WHAT YOU SHOULD DO:
The output should be every line below that includes the word "None".

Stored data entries
★ ★ ★ ★ ★
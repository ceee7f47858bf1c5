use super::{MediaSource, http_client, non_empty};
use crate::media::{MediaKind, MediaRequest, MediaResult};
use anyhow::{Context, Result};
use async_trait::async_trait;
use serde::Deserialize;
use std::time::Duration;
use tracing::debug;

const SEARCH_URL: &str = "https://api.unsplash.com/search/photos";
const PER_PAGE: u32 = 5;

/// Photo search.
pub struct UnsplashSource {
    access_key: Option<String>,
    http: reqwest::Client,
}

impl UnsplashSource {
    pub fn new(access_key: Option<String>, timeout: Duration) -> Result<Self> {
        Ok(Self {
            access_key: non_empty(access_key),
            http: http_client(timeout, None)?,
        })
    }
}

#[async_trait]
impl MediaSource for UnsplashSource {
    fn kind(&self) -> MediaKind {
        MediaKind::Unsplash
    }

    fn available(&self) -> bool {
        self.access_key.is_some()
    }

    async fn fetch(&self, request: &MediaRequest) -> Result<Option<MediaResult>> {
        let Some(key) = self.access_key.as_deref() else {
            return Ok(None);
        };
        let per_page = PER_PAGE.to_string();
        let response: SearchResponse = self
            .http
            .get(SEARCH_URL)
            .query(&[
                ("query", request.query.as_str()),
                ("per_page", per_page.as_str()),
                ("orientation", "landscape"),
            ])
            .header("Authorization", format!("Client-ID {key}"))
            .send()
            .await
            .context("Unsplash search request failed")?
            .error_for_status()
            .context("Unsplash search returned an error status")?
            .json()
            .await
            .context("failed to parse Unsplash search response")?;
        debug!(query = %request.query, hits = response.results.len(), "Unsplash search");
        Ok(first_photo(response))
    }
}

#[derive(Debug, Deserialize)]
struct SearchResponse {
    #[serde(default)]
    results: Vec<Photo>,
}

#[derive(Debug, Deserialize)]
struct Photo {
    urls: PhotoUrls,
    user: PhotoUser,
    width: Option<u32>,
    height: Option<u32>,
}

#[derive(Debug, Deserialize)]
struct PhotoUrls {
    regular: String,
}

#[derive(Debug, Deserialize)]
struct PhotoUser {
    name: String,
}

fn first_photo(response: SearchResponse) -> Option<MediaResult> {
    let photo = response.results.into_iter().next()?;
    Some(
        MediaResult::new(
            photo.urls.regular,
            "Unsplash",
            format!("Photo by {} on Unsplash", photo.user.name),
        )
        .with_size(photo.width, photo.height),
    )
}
★ ★ ★ ★ ★
EXERCISE ANSWER:
            http: http_client(timeout, None)?,
            return Ok(None);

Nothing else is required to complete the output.